Throughout the past year of debate on health-care reform, the conservative fear and the liberal hope have been the same: that passage of a huge new entitlement program would prove irreversible. “No one now dares touch Social Security or Medicare,” the Democrats crow, “and it will be the same with Obamacare.” Once the hammock has been strung, they reason, a lazy and comfortable electorate will bestir itself only to defend its place at the trough (forgive a mixed metaphor). At election time, a “kept” electorate will obediently choose the party of entitlements.
Conservatives have imagined the same result, though with bitter apprehension rather than fond anticipation. Further haunting conservative imaginations have been two concomitant fears — 1) that a nation with nationalized health care will become resistant to all arguments for smaller government; and 2) that health entitlements will so raid the treasury that a global military posture will become unsustainable.
As has been noted in this space before, the fate of Catastrophic Health Insurance in the late 1980s proves that entitlements do not always achieve immortality. Sixteen months after passage, the bill was repealed. Furious senior citizens were outraged at the premiums, which ranged from $58 per year for those earning $25,000 or less, to $800 per year for those in the highest income brackets.
Cynics might say that the fate of the Catastrophic law only reinforces the case that people like giveaways; ask them to chip in for a benefit like long-term care, and they’ll rock the car of Ways and Means committee chairman Dan Rostenkowski, forcing him to run for cover literally and figuratively. Maybe. But another way to look at it is that many older people had already taken the step of purchasing private long-term-care insurance and were now being hit twice. And the costs of the program had not been clearly spelled out at the time of passage, leaving the nasty surprise for later.
Obamacare’s costs have also been misrepresented by the Democrats. Only by stripping the $208 billion “doc fix” from the legislation could they claim that the bill would not increase the deficit. But the doc fix will happen, and health spending, even taking the rest of the bill’s ridiculously rosy assumptions as true, will exceed $1.1 trillion. By the Cato Institute’s reckoning, the actual ten-year cost will exceed $3 trillion.

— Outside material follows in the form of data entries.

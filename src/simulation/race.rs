//! One epoch's simulation run.
//!
//! Every agent pairs a genome-decoded controller with a vehicle. Agents are
//! stepped in parallel with rayon; the track is shared read-only and each
//! agent carries its own query scratch.

use rayon::prelude::*;
use tracing::debug;

use super::brain::Controller;
use super::error::Result;
use super::fitness::Telemetry;
use super::genome::Genome;
use super::params::Params;
use super::segments::QueryStamps;
use super::sensors::{RawSensors, SensorConfig, SensorNormalizer};
use super::track::Track;
use super::vehicle::{Vehicle, VehicleParams};

/// A vehicle driven by a controller.
#[derive(Debug, Clone)]
pub struct Agent {
    /// Physical state.
    pub vehicle: Vehicle,
    /// Last gate crossed in order, `None` before gate 0.
    pub last_gate: Option<usize>,
    /// Set when the vehicle touched a wall.
    pub crashed: bool,
    /// Set when the vehicle crossed the last gate.
    pub finished: bool,
    controller: Controller,
    normalizer: SensorNormalizer,
    stamps: QueryStamps,
    ticks: u32,
    speed_sum: f64,
    speeding: u32,
    distance: f64,
}

impl Agent {
    /// Agent at the track's start pose.
    pub fn new(track: &Track, controller: Controller, sensors: SensorConfig) -> Result<Self> {
        Ok(Self {
            vehicle: Vehicle::new(track.start.pos(), track.start.heading),
            last_gate: None,
            crashed: false,
            finished: false,
            controller,
            normalizer: SensorNormalizer::new(sensors)?,
            stamps: QueryStamps::new(),
            ticks: 0,
            speed_sum: 0.0,
            speeding: 0,
            distance: 0.0,
        })
    }

    /// Whether the agent stopped racing.
    pub fn is_done(&self) -> bool {
        self.crashed || self.finished
    }

    /// Radar distances along the configured rays.
    pub fn radar(&mut self, track: &Track) -> Vec<Option<f64>> {
        let config = *self.normalizer.config();
        config
            .ray_angles(self.vehicle.heading)
            .into_iter()
            .map(|angle| {
                track
                    .walls
                    .ray_min_distance_with(&mut self.stamps, self.vehicle.pos, angle, config.ray_length)
            })
            .collect()
    }

    /// Senses, decides, moves and checks walls and the next gate.
    pub fn step(&mut self, track: &Track, vehicle: &VehicleParams, dt: f64) -> Result<()> {
        if self.is_done() {
            return Ok(());
        }

        let distances = self.radar(track);
        let inputs = self.normalizer.normalize(&RawSensors {
            ray_distances: &distances,
            speed: self.vehicle.speed,
            yaw_rate: self.vehicle.yaw_rate,
            slip_angle: self.vehicle.slip_angle(),
        })?;
        let controls = self.controller.decide(&inputs)?;

        self.distance += self.vehicle.step(controls, dt, vehicle);
        self.ticks += 1;
        self.speed_sum += self.vehicle.speed;
        if self.vehicle.speed > vehicle.speed_limit {
            self.speeding += 1;
        }

        let footprint = self.vehicle.footprint(vehicle);
        if track
            .walls
            .is_box_colliding_with(&mut self.stamps, &footprint)
            .is_some()
        {
            self.crashed = true;
            return Ok(());
        }

        // Only gate `next` matters; other gates may overlap the footprint too.
        let next = self.last_gate.map_or(0, |g| g + 1);
        let touches_next = track
            .gates
            .get_segment(next)
            .is_some_and(|gate| footprint.intersects_segment(gate.start, gate.end));
        if touches_next {
            self.last_gate = Some(next);
            if next + 1 == track.gates.checkpoint_count() {
                self.finished = true;
            }
        }
        Ok(())
    }

    /// Fitness aggregates so far.
    pub fn telemetry(&self, track: &Track) -> Telemetry {
        Telemetry {
            progress: track.gates.progress(self.last_gate, self.vehicle.pos),
            average_speed: if self.ticks == 0 {
                0.0
            } else {
                self.speed_sum / f64::from(self.ticks)
            },
            speeding: f64::from(self.speeding),
            crashed: self.crashed,
            finished: self.finished,
            distance: self.distance,
        }
    }
}

/// All agents of one epoch racing on a shared track.
#[derive(Debug)]
pub struct Race<'t> {
    track: &'t Track,
    vehicle: VehicleParams,
    agents: Vec<Agent>,
    steps: usize,
}

impl<'t> Race<'t> {
    /// One agent per genome, all at the start pose.
    pub fn new(track: &'t Track, genomes: &[Genome], params: &Params) -> Result<Self> {
        let layer_sizes = params.layer_sizes();
        let agents = genomes
            .iter()
            .map(|genome| {
                let controller = Controller::from_genome(genome, &layer_sizes)?;
                Agent::new(track, controller, params.sensors)
            })
            .collect::<Result<Vec<_>>>()?;

        Ok(Self {
            track,
            vehicle: params.vehicle,
            agents,
            steps: 0,
        })
    }

    /// Agents in genome order.
    pub fn agents(&self) -> &[Agent] {
        &self.agents
    }

    /// Steps taken so far.
    pub fn steps(&self) -> usize {
        self.steps
    }

    /// Whether every agent crashed or finished.
    pub fn is_over(&self) -> bool {
        self.agents.iter().all(Agent::is_done)
    }

    /// Advances every live agent by `dt`.
    pub fn step(&mut self, dt: f64) -> Result<()> {
        let track = self.track;
        let vehicle = &self.vehicle;
        self.agents
            .par_iter_mut()
            .try_for_each(|agent| agent.step(track, vehicle, dt))?;
        self.steps += 1;
        Ok(())
    }

    /// Steps until all agents are done or `max_steps` is reached.
    pub fn run(&mut self, max_steps: usize, dt: f64) -> Result<usize> {
        while self.steps < max_steps && !self.is_over() {
            self.step(dt)?;
        }
        let crashed = self.agents.iter().filter(|a| a.crashed).count();
        let finished = self.agents.iter().filter(|a| a.finished).count();
        debug!(steps = self.steps, crashed, finished, "race over");
        Ok(self.steps)
    }

    /// Per-agent telemetry, aligned with the genomes the race was built from.
    pub fn telemetry(&self) -> Vec<Option<Telemetry>> {
        self.agents
            .iter()
            .map(|agent| Some(agent.telemetry(self.track)))
            .collect()
    }
}
#![allow(missing_docs)]
#![allow(clippy::float_cmp)]

use evo_track::simulation::error::Error;
use evo_track::simulation::sensors::{EXTRA_INPUTS, RawSensors, SensorConfig, SensorNormalizer};

fn create_test_config() -> SensorConfig {
    SensorConfig {
        ray_count: 5,
        field_of_view: std::f64::consts::PI,
        ray_length: 100.0,
        ttc_horizon: 2.0,
        max_speed: 50.0,
        max_yaw_rate: 2.0,
        max_slip: 0.5,
        smoothing: 0.0,
    }
}

#[test]
fn test_input_size_and_angles() {
    let config = create_test_config();
    assert_eq!(config.input_size(), 5 + EXTRA_INPUTS);

    let angles = config.relative_ray_angles();
    assert_eq!(angles.len(), 5);
    assert!((angles[0] + std::f64::consts::FRAC_PI_2).abs() < 1e-12);
    assert!(angles[2].abs() < 1e-12);
    assert!((angles[4] - std::f64::consts::FRAC_PI_2).abs() < 1e-12);

    let single = SensorConfig {
        ray_count: 1,
        ..config
    };
    assert_eq!(single.ray_angles(1.0), vec![1.0]);
}

#[test]
fn test_outputs_are_bounded() {
    let mut normalizer = SensorNormalizer::new(create_test_config()).unwrap();
    let distances = [Some(500.0), None, Some(0.0), Some(-3.0), Some(42.0)];
    let out = normalizer
        .normalize(&RawSensors {
            ray_distances: &distances,
            speed: 400.0,
            yaw_rate: -30.0,
            slip_angle: 9.0,
        })
        .unwrap();

    assert_eq!(out.len(), 10);
    for i in 0..5 {
        assert!((0.0..=1.0).contains(&out[i]));
    }
    assert_eq!(out[0], 1.0);
    assert_eq!(out[1], 1.0);
    assert_eq!(out[2], 0.0);
    assert!((out[4] - 0.42).abs() < 1e-6);
    assert!((0.0..=1.0).contains(&out[5]));
    assert!((-1.0..=1.0).contains(&out[6]));
    assert_eq!(out[7], -1.0);
    assert_eq!(out[8], 1.0);
    assert_eq!(out[9], 1.0);
}

#[test]
fn test_time_to_collision() {
    let mut normalizer = SensorNormalizer::new(create_test_config()).unwrap();
    let distances = [None, None, Some(10.0), None, None];

    // 10 m ahead at 10 m/s is one second, half the 2 s horizon.
    let out = normalizer
        .normalize(&RawSensors {
            ray_distances: &distances,
            speed: 10.0,
            yaw_rate: 0.0,
            slip_angle: 0.0,
        })
        .unwrap();
    assert!((out[5] - 0.5).abs() < 1e-6);

    // Standing still never collides.
    let out = normalizer
        .normalize(&RawSensors {
            ray_distances: &distances,
            speed: 0.0,
            yaw_rate: 0.0,
            slip_angle: 0.0,
        })
        .unwrap();
    assert_eq!(out[5], 1.0);
}

#[test]
fn test_balance_sign() {
    let mut normalizer = SensorNormalizer::new(create_test_config()).unwrap();
    // Rays run right to left; open space on the left.
    let distances = [Some(10.0), Some(10.0), Some(50.0), Some(90.0), Some(90.0)];
    let out = normalizer
        .normalize(&RawSensors {
            ray_distances: &distances,
            speed: 0.0,
            yaw_rate: 0.0,
            slip_angle: 0.0,
        })
        .unwrap();
    assert!((out[6] - 0.8).abs() < 1e-6);
}

#[test]
fn test_wrong_arity_fails() {
    let mut normalizer = SensorNormalizer::new(create_test_config()).unwrap();
    let err = normalizer.normalize(&RawSensors {
        ray_distances: &[Some(1.0)],
        speed: 0.0,
        yaw_rate: 0.0,
        slip_angle: 0.0,
    });
    assert!(matches!(
        err,
        Err(Error::SensorArity {
            expected: 5,
            found: 1
        })
    ));
}

#[test]
fn test_smoothing() {
    let config = SensorConfig {
        smoothing: 0.5,
        ..create_test_config()
    };
    let mut normalizer = SensorNormalizer::new(config).unwrap();
    let far = [Some(100.0); 5];
    let near = [Some(0.0); 5];
    let raw = |d| RawSensors {
        ray_distances: d,
        speed: 0.0,
        yaw_rate: 0.0,
        slip_angle: 0.0,
    };

    let first = normalizer.normalize(&raw(&far)).unwrap();
    assert_eq!(first[0], 1.0);
    let second = normalizer.normalize(&raw(&near)).unwrap();
    assert!((second[0] - 0.5).abs() < 1e-6);
    let third = normalizer.normalize(&raw(&near)).unwrap();
    assert!((third[0] - 0.25).abs() < 1e-6);

    normalizer.reset();
    let fresh = normalizer.normalize(&raw(&near)).unwrap();
    assert_eq!(fresh[0], 0.0);
}

#[test]
fn test_invalid_config_rejected() {
    let bad_range = SensorConfig {
        ray_length: 0.0,
        ..create_test_config()
    };
    assert!(SensorNormalizer::new(bad_range).is_err());

    let bad_smoothing = SensorConfig {
        smoothing: 1.0,
        ..create_test_config()
    };
    assert!(SensorNormalizer::new(bad_smoothing).is_err());
}
//! Neural controller decoded from a genome.
//!
//! A genome is a flat list of layer parameters; the controller slices it into
//! dense tanh layers and maps the two outputs to steering and throttle.

use ndarray::Array1;

use super::error::{Error, Result};
use super::genome::Genome;

pub mod mlp;

pub use mlp::Mlp;

/// Number of controller outputs (steering, throttle).
pub const OUTPUT_SIZE: usize = 2;

/// Control values for one tick, each in `[-1, 1]`.
#[derive(Debug, Clone, Copy, Default, PartialEq)]
pub struct Controls {
    /// Negative steers right, positive steers left.
    pub steer: f32,
    /// Negative brakes, positive accelerates.
    pub throttle: f32,
}

/// Layer sizes for a controller with `input_size` inputs and the given hidden layers.
pub fn layer_sizes(input_size: usize, hidden: &[usize]) -> Vec<usize> {
    let mut sizes = Vec::with_capacity(hidden.len() + 2);
    sizes.push(input_size);
    sizes.extend_from_slice(hidden);
    sizes.push(OUTPUT_SIZE);
    sizes
}

/// Genome length required by a network with these layer sizes.
pub fn parameter_count(layer_sizes: &[usize]) -> usize {
    layer_sizes
        .windows(2)
        .map(|w| Mlp::parameter_count(w[0], w[1]))
        .sum()
}

/// Feed-forward network that drives one vehicle.
#[derive(Debug, Clone)]
pub struct Controller {
    /// Ordered layers from input to output.
    pub layers: Vec<Mlp>,
}

impl Controller {
    /// Decodes a genome into layers of the given sizes.
    pub fn from_genome(genome: &Genome, layer_sizes: &[usize]) -> Result<Self> {
        if layer_sizes.len() < 2 {
            return Err(Error::InvalidConfig("a controller needs at least two layer sizes"));
        }
        let expected = parameter_count(layer_sizes);
        if genome.len() != expected {
            return Err(Error::LengthMismatch {
                expected,
                found: genome.len(),
            });
        }

        let mut rest = genome.weights();
        let layers = layer_sizes
            .windows(2)
            .map(|w| {
                let (params, tail) = rest.split_at(Mlp::parameter_count(w[0], w[1]));
                rest = tail;
                Mlp::from_slice(w[0], w[1], params)
            })
            .collect();

        Ok(Self { layers })
    }

    /// Number of inputs the first layer expects.
    pub fn input_size(&self) -> usize {
        self.layers.first().map_or(0, |l| l.weights.ncols())
    }

    /// Runs a forward pass.
    #[inline]
    pub fn think(&self, inputs: &Array1<f32>) -> Array1<f32> {
        let mut output = inputs.clone();
        for layer in &self.layers {
            output = layer.forward(&output);
        }
        output
    }

    /// Runs a forward pass and reads steering and throttle.
    pub fn decide(&self, inputs: &Array1<f32>) -> Result<Controls> {
        if inputs.len() != self.input_size() {
            return Err(Error::SensorArity {
                expected: self.input_size(),
                found: inputs.len(),
            });
        }
        let output = self.think(inputs);
        Ok(Controls {
            steer: output.get(0).copied().unwrap_or(0.0),
            throttle: output.get(1).copied().unwrap_or(0.0),
        })
    }
}
//! Sensor normalization: raw radar and vehicle state to bounded controller inputs.
//!
//! The input vector is laid out as
//! `[radar_0 .. radar_{n-1}, time_to_collision, balance, yaw_rate, slip, speed]`.
//! Radar, time to collision and speed lie in `[0, 1]`; balance, yaw rate and
//! slip lie in `[-1, 1]`.

use ndarray::Array1;
use serde::{Deserialize, Serialize};

use super::error::{Error, Result};

/// Number of inputs besides the radar rays.
pub const EXTRA_INPUTS: usize = 5;

/// Radar layout and normalization ranges.
#[derive(Debug, Clone, Copy, PartialEq, Serialize, Deserialize)]
#[serde(default)]
pub struct SensorConfig {
    /// Number of radar rays.
    pub ray_count: usize,
    /// Angle covered by the rays, centered on the heading (radians).
    pub field_of_view: f64,
    /// Maximum radar range; misses read as this distance.
    pub ray_length: f64,
    /// Time to collision at or beyond which the input saturates (seconds).
    pub ttc_horizon: f64,
    /// Speed mapped to 1.0.
    pub max_speed: f64,
    /// Yaw rate mapped to +-1.0 (radians per second).
    pub max_yaw_rate: f64,
    /// Slip angle mapped to +-1.0 (radians).
    pub max_slip: f64,
    /// Exponential smoothing factor in `[0, 1)`; 0 disables smoothing.
    pub smoothing: f64,
}

impl Default for SensorConfig {
    fn default() -> Self {
        Self {
            ray_count: 7,
            field_of_view: std::f64::consts::PI,
            ray_length: 200.0,
            ttc_horizon: 3.0,
            max_speed: 40.0,
            max_yaw_rate: 3.0,
            max_slip: 0.5,
            smoothing: 0.0,
        }
    }
}

impl SensorConfig {
    /// Length of the normalized input vector.
    pub fn input_size(&self) -> usize {
        self.ray_count + EXTRA_INPUTS
    }

    /// Ray angles relative to the heading, from rightmost to leftmost.
    pub fn relative_ray_angles(&self) -> Vec<f64> {
        match self.ray_count {
            0 => Vec::new(),
            1 => vec![0.0],
            n => {
                let step = self.field_of_view / (n - 1) as f64;
                (0..n)
                    .map(|i| -self.field_of_view / 2.0 + step * i as f64)
                    .collect()
            }
        }
    }

    /// Absolute ray angles for a vehicle facing `heading`.
    pub fn ray_angles(&self, heading: f64) -> Vec<f64> {
        self.relative_ray_angles()
            .into_iter()
            .map(|a| heading + a)
            .collect()
    }

    fn validate(&self) -> Result<()> {
        let positive = [
            self.ray_length,
            self.ttc_horizon,
            self.max_speed,
            self.max_yaw_rate,
            self.max_slip,
        ];
        if !positive.iter().all(|v| v.is_finite() && *v > 0.0) {
            return Err(Error::InvalidConfig("sensor ranges must be positive and finite"));
        }
        if !(0.0..1.0).contains(&self.smoothing) {
            return Err(Error::InvalidConfig("sensor smoothing must lie in [0, 1)"));
        }
        Ok(())
    }
}

/// One tick of raw sensor readings.
#[derive(Debug, Clone, Copy)]
pub struct RawSensors<'a> {
    /// Radar hit distances in ray order; `None` for no hit within range.
    pub ray_distances: &'a [Option<f64>],
    /// Forward speed.
    pub speed: f64,
    /// Yaw rate (radians per second, counter-clockwise positive).
    pub yaw_rate: f64,
    /// Angle between heading and velocity (radians).
    pub slip_angle: f64,
}

/// Stateful normalizer; holds the smoothed previous output.
#[derive(Debug, Clone)]
pub struct SensorNormalizer {
    config: SensorConfig,
    relative_angles: Vec<f64>,
    previous: Option<Array1<f32>>,
}

impl SensorNormalizer {
    /// Creates a normalizer for the given layout.
    pub fn new(config: SensorConfig) -> Result<Self> {
        config.validate()?;
        Ok(Self {
            relative_angles: config.relative_ray_angles(),
            config,
            previous: None,
        })
    }

    /// The layout this normalizer was built for.
    pub fn config(&self) -> &SensorConfig {
        &self.config
    }

    /// Forgets the smoothing state.
    pub fn reset(&mut self) {
        self.previous = None;
    }

    /// Maps raw readings to the bounded input vector.
    pub fn normalize(&mut self, raw: &RawSensors<'_>) -> Result<Array1<f32>> {
        let n = self.config.ray_count;
        if raw.ray_distances.len() != n {
            return Err(Error::SensorArity {
                expected: n,
                found: raw.ray_distances.len(),
            });
        }

        let range = self.config.ray_length;
        let distances: Vec<f64> = raw
            .ray_distances
            .iter()
            .map(|d| d.unwrap_or(range).clamp(0.0, range))
            .collect();

        let mut out = Array1::zeros(self.config.input_size());
        for (i, d) in distances.iter().enumerate() {
            out[i] = (d / range) as f32;
        }
        out[n] = self.time_to_collision(&distances, raw.speed) as f32;
        out[n + 1] = self.balance(&distances) as f32;
        out[n + 2] = (raw.yaw_rate / self.config.max_yaw_rate).clamp(-1.0, 1.0) as f32;
        out[n + 3] = (raw.slip_angle / self.config.max_slip).clamp(-1.0, 1.0) as f32;
        out[n + 4] = (raw.speed / self.config.max_speed).clamp(0.0, 1.0) as f32;

        // NaN readings would poison the smoothing state.
        out.mapv_inplace(|v| if v.is_nan() { 0.0 } else { v });

        let s = self.config.smoothing as f32;
        if let Some(prev) = &self.previous {
            if s > 0.0 {
                out = &out * (1.0 - s) + prev * s;
            }
        }
        self.previous = Some(out.clone());
        Ok(out)
    }

    /// Normalized time until the closest ray hit is reached at the current speed.
    fn time_to_collision(&self, distances: &[f64], speed: f64) -> f64 {
        let mut ttc = f64::INFINITY;
        for (d, angle) in distances.iter().zip(&self.relative_angles) {
            let closing = speed * angle.cos();
            if closing > f64::EPSILON {
                ttc = ttc.min(d / closing);
            }
        }
        (ttc / self.config.ttc_horizon).clamp(0.0, 1.0)
    }

    /// Free space on the left minus free space on the right, normalized.
    fn balance(&self, distances: &[f64]) -> f64 {
        let (mut left, mut right) = (0.0, 0.0);
        for (d, angle) in distances.iter().zip(&self.relative_angles) {
            if *angle > 0.0 {
                left += d;
            } else if *angle < 0.0 {
                right += d;
            }
        }
        let total = left + right;
        if total > f64::EPSILON {
            ((left - right) / total).clamp(-1.0, 1.0)
        } else {
            0.0
        }
    }
}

Some of these costs will be borne immediately. Couples earning more than $250,000 will pay an additional Medicare tax and a 3.8 percent tax on investment income; patrons of tanning salons will pay a 10 percent sales tax; makers of medical devices such as defibrillators and insulin pumps will pay a 2.3 percent new tax; and large employers, such as Caterpillar and John Deere, will have to pay taxes on the federal subsidies they receive so that they can provide retiree benefits.